In 2012, youth participation at Level 4 and above accounted for 16 percent of total youth in industry training (20,348 trainees). Achievement across this group was higher than for the overall youth cohort in industry training, with youth achievement at Level 4 and above at 75 percent for credit achievement and 76 percent for programme completion.

TES Priority: Increasing the number of Māori students enjoying success at higher levels

Māori continued to make up 17 percent of the ITO sector’s trainees in 2012. Māori educational performance improved compared with 2011: credit achievement increased from 62 percent in 2011 to 63 percent in 2012, and programme completion increased from 56 percent in 2011 to 57 percent in 2012 (see figure 59).

A small proportion of Māori trainees participated at Level 4 and above in industry training (5%; 6,822 trainees) in 2012 and this group demonstrated higher educational achievement than the overall Māori trainee cohort.

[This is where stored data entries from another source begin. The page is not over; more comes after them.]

use chrono::{DateTime, Utc};
use mycelium_core::{Artifact, ArtifactKind, EdgeKind, MyceliumError, NodeId, Result};
use serde::{Deserialize, Serialize};
use std::collections::{BTreeMap, BTreeSet};
use tracing::debug;

/// Direct and two-hop connections of a node. Neither set contains the node itself
/// and the two sets never overlap.
#[derive(Debug, Clone, Default, PartialEq, Eq, Serialize, Deserialize)]
pub struct Connections {
    pub direct: BTreeSet<NodeId>,
    pub indirect: BTreeSet<NodeId>,
}

impl Connections {
    pub fn all(&self) -> BTreeSet<NodeId> {
        self.direct.union(&self.indirect).cloned().collect()
    }
}

/// Summary of the network for status reporting.
#[derive(Debug, Clone, PartialEq, Serialize, Deserialize)]
pub struct NetworkStatus {
    pub node_count: usize,
    pub edge_count: usize,
    pub kinds: BTreeMap<ArtifactKind, usize>,
    pub edge_kinds: BTreeMap<EdgeKind, usize>,
    pub isolated: usize,
    pub average_degree: f64,
    pub mean_health: f64,
    pub last_sync: Option<DateTime<Utc>>,
}

/// Graph of artifacts with typed, bidirectional connections.
///
/// Edges are stored once per unordered pair and kind; `adjacency` is kept as the
/// symmetric closure of `edges` on every mutation, so every registered node has an
/// adjacency entry (possibly empty) and every adjacency entry names a registered node.
#[derive(Debug, Clone, Default)]
pub struct ArtifactGraph {
    nodes: BTreeMap<NodeId, Artifact>,
    adjacency: BTreeMap<NodeId, BTreeSet<NodeId>>,
    edges: BTreeSet<(NodeId, NodeId, EdgeKind)>,
}

impl ArtifactGraph {
    pub fn new() -> Self {
        Self::default()
    }

    pub fn add_node<I, L>(&mut self, id: I, kind: ArtifactKind, locator: L) -> Result<&Artifact>
    where
        I: Into<NodeId>,
        L: Into<String>,
    {
        let id = id.into();
        if self.nodes.contains_key(&id) {
            return Err(MyceliumError::DuplicateNode(id));
        }
        let artifact = Artifact::new(id.clone(), kind, locator);
        debug!(node = %id, kind = %kind, locator = %artifact.locator, "registered artifact");
        self.adjacency.insert(id.clone(), BTreeSet::new());
        Ok(&*self.nodes.entry(id).or_insert(artifact))
    }

    /// Connect two nodes. Returns `Ok(false)` when the same unordered pair is
    /// already connected with this kind.
    pub fn add_edge(&mut self, a: &str, b: &str, kind: EdgeKind) -> Result<bool> {
        self.ensure_node(a)?;
        self.ensure_node(b)?;
        if a == b {
            return Err(MyceliumError::InvalidOperation(format!(
                "cannot connect {} to itself",
                a
            )));
        }

        let key = Self::edge_key(a, b, kind);
        if !self.edges.insert(key) {
            return Ok(false);
        }
        self.adjacency
            .entry(a.to_string())
            .or_default()
            .insert(b.to_string());
        self.adjacency
            .entry(b.to_string())
            .or_default()
            .insert(a.to_string());
        debug!(source = %a, target = %b, kind = %kind, "connected artifacts");
        Ok(true)
    }

    pub fn contains(&self, id: &str) -> bool {
        self.nodes.contains_key(id)
    }

    pub fn node(&self, id: &str) -> Option<&Artifact> {
        self.nodes.get(id)
    }

    /// Nodes in ascending id order.
    pub fn nodes(&self) -> impl Iterator<Item = &Artifact> {
        self.nodes.values()
    }

    pub fn len(&self) -> usize {
        self.nodes.len()
    }

    pub fn is_empty(&self) -> bool {
        self.nodes.is_empty()
    }

    pub fn edge_count(&self) -> usize {
        self.edges.len()
    }

    /// Stored edges as `(low id, high id, kind)`.
    pub fn edges(&self) -> impl Iterator<Item = (&str, &str, EdgeKind)> {
        self.edges
            .iter()
            .map(|(a, b, kind)| (a.as_str(), b.as_str(), *kind))
    }

    pub fn edges_between(&self, a: &str, b: &str) -> Vec<EdgeKind> {
        let (low, high) = if a <= b { (a, b) } else { (b, a) };
        self.edges
            .iter()
            .filter(|(x, y, _)| x == low && y == high)
            .map(|(_, _, kind)| *kind)
            .collect()
    }

    pub fn neighbors(&self, id: &str) -> Result<&BTreeSet<NodeId>> {
        self.adjacency
            .get(id)
            .ok_or_else(|| MyceliumError::UnknownNode(id.to_string()))
    }

    /// Number of direct neighbors; zero for unknown ids.
    pub fn degree(&self, id: &str) -> usize {
        self.adjacency.get(id).map(|s| s.len()).unwrap_or(0)
    }

    pub fn all_neighbors(&self, id: &str) -> Result<Connections> {
        let direct = self.neighbors(id)?.clone();
        let mut indirect = BTreeSet::new();
        for hop in &direct {
            if let Some(second) = self.adjacency.get(hop) {
                for candidate in second {
                    if candidate != id && !direct.contains(candidate) {
                        indirect.insert(candidate.clone());
                    }
                }
            }
        }
        Ok(Connections { direct, indirect })
    }

    /// Set a node's health, clamped to `[0, 1]`. Returns the stored value.
    pub fn set_health(&mut self, id: &str, health: f64) -> Result<f64> {
        let node = self.node_mut(id)?;
        node.health = if health.is_nan() {
            0.0
        } else {
            health.clamp(0.0, 1.0)
        };
        Ok(node.health)
    }

    pub fn mark_synced(&mut self, id: &str, at: DateTime<Utc>) -> Result<()> {
        self.node_mut(id)?.last_synced_at = Some(at);
        Ok(())
    }

    pub fn set_version(&mut self, id: &str, version: Option<String>) -> Result<()> {
        self.node_mut(id)?.version = version;
        Ok(())
    }

    /// Mean health over all nodes; an empty graph counts as fully healthy.
    pub fn mean_health(&self) -> f64 {
        if self.nodes.is_empty() {
            return 1.0;
        }
        self.nodes.values().map(|n| n.health).sum::<f64>() / self.nodes.len() as f64
    }

    pub fn status(&self) -> NetworkStatus {
        let mut kinds = BTreeMap::new();
        for node in self.nodes.values() {
            *kinds.entry(node.kind).or_insert(0) += 1;
        }
        let mut edge_kinds = BTreeMap::new();
        for (_, _, kind) in &self.edges {
            *edge_kinds.entry(*kind).or_insert(0) += 1;
        }
        let degree_sum: usize = self.adjacency.values().map(|s| s.len()).sum();
        let average_degree = if self.nodes.is_empty() {
            0.0
        } else {
            degree_sum as f64 / self.nodes.len() as f64
        };
        NetworkStatus {
            node_count: self.nodes.len(),
            edge_count: self.edges.len(),
            kinds,
            edge_kinds,
            isolated: self.adjacency.values().filter(|s| s.is_empty()).count(),
            average_degree,
            mean_health: self.mean_health(),
            last_sync: self.nodes.values().filter_map(|n| n.last_synced_at).max(),
        }
    }

    fn ensure_node(&self, id: &str) -> Result<()> {
        if self.nodes.contains_key(id) {
            Ok(())
        } else {
            Err(MyceliumError::UnknownNode(id.to_string()))
        }
    }

    fn node_mut(&mut self, id: &str) -> Result<&mut Artifact> {
        self.nodes
            .get_mut(id)
            .ok_or_else(|| MyceliumError::UnknownNode(id.to_string()))
    }

    fn edge_key(a: &str, b: &str, kind: EdgeKind) -> (NodeId, NodeId, EdgeKind) {
        if a <= b {
            (a.to_string(), b.to_string(), kind)
        } else {
            (b.to_string(), a.to_string(), kind)
        }
    }
}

Māori trainees achieved 70 percent credit achievement and 66 percent programme completion for Level 4 and above programmes.

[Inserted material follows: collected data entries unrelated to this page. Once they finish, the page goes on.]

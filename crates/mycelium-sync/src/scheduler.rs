//! Single-flight sync cycles over the artifact graph.

use std::collections::{BTreeSet, HashMap};
use std::sync::atomic::{AtomicBool, Ordering};
use std::sync::Arc;
use std::time::{Duration, Instant};

use chrono::{DateTime, Utc};
use dashmap::DashMap;
use metrics::{counter, gauge, histogram};
use mycelium_core::{
    ArtifactKind, ContentStore, EdgeFailure, FailureStage, MyceliumError, NodeId, Registration,
    Result, SchedulerState, SyncConfig, SyncCycleResult, SyncEvent, SyncNotifier, TickOutcome,
};
use mycelium_graph::{update_health, ArtifactGraph, GraphMutation};
use parking_lot::{Mutex, RwLock, RwLockReadGuard};
use sha2::{Digest, Sha256};
use tokio::sync::{broadcast, watch};
use tracing::{debug, info, instrument, warn};
use uuid::Uuid;

use crate::merge::MergeResolver;
use crate::priority::build_queue;

type ContentDigest = [u8; 32];

fn digest(content: &str) -> ContentDigest {
    let mut out = [0u8; 32];
    out.copy_from_slice(&Sha256::digest(content.as_bytes()));
    out
}

#[derive(Debug, Clone)]
struct PlannedTarget {
    id: NodeId,
    kind: ArtifactKind,
    locator: String,
}

/// A queued source with the neighbors it may push content to.
#[derive(Debug, Clone)]
struct PlannedNode {
    id: NodeId,
    kind: ArtifactKind,
    locator: String,
    targets: Vec<PlannedTarget>,
}

/// Mutable state of one cycle. Lives on the cycle's stack, never shared.
#[derive(Default)]
struct CycleState {
    /// locator -> content as last read or written during this cycle
    contents: HashMap<String, String>,
    touched: BTreeSet<NodeId>,
    locators: HashMap<NodeId, String>,
    failures: Vec<EdgeFailure>,
    /// sources with at least one failed edge this cycle
    failed_sources: BTreeSet<NodeId>,
    edges_merged: usize,
}

impl CycleState {
    fn touch(&mut self, id: &str, locator: &str) {
        self.touched.insert(id.to_string());
        self.locators
            .entry(id.to_string())
            .or_insert_with(|| locator.to_string());
    }
}

/// Resets the running flag and applies deferred registrations when a cycle ends,
/// including when its future is dropped.
struct RunningGuard<'a> {
    scheduler: &'a SyncScheduler,
}

impl Drop for RunningGuard<'_> {
    fn drop(&mut self) {
        self.scheduler.finish_cycle();
    }
}

pub struct SyncScheduler {
    graph: RwLock<ArtifactGraph>,
    store: Arc<dyn ContentStore>,
    resolver: MergeResolver,
    config: SyncConfig,
    running: AtomicBool,
    pending: Mutex<Vec<GraphMutation>>,
    digests: DashMap<NodeId, ContentDigest>,
    interval: watch::Sender<Duration>,
    events: broadcast::Sender<SyncEvent>,
    notifier: Option<Arc<dyn SyncNotifier>>,
}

Figure 59: Participation and achievement by Māori ITO trainees, 2011 and 2012
Figure 59: Participation and achievement by Māori ITO trainees, 2011 and 2012 Note:
  1. All figures include Industry Training Fund and Modern Apprenticeship funded places.

TES Priority: Increasing the number of Pasifika students achieving at higher levels

In 2012, educational performance by industry trainees improved for Māori and Pasifika trainees

Pasifika accounted for 7 percent of all industry trainees in 2012. Pasifika trainees’ educational performance improved in 2012, with 61 percent programme completion and an unchanged credit achievement rate of 60 percent (see figure 60).

A small proportion of Pasifika trainees engaged in Level 4 and above programmes in 2012. This group demonstrated strong educational performance, with 70 percent credit achievement and 76 percent programme completion across Level 4 and above programmes.

Figure 60: Participation and achievement by Pasifika ITO trainees, 2011 and 2012
Figure 60: Participation and achievement by Pasifika ITO trainees, 2011 and 2012 Note:
  1. All figures include Industry Training Fund and Modern Apprenticeship funded places.

Financial performanceTop

Industry contributed $87.4 million – 41.3 percent of total ITO funding – towards training arranged by ITOs in 2012

The industry cash contribution rate is a measure of the extent to which employers and industry value the training that ITOs arrange. In 2012, industry support rose to $87.4 million or 41.3 percent of total ITO funding, an increase of about 2 percentage points compared with 2011. This was above the 30 percent target rate.

The TEC allocated $136.4 million in government funding to ITOs in 2012. The majority went to Teaching and Learning ($134.6 million) and the remainder to Capability ($1.8 million) (see figure 61).

Figure 61: Total ITO government funding by type, 2012
Figure 61: Total ITO government funding by type, 2012

Future focus for ITOsTop

The focus in 2013 is on preparing for the implementation, from 2014, of the results from the review of industry training. This includes ensuring apprenticeship programmes are aligned with the New Zealand Apprenticeship, which redefines the content of an apprenticeship programme and removes the age restriction of the current Modern Apprenticeships scheme. An ‘apprenticeship reboot subsidy’ to encourage uptake of apprenticeships came into effect in March 2013 and is payable to the first 10,000 apprentices to sign up and their employers. The sector will also be considering the potential impact on ITO business of an ‘employer direct access pilot’.

Further ITO mergers will continue to strengthen and consolidate the sector to provide a strong platform for increased industry and cross-tertiary collaborations.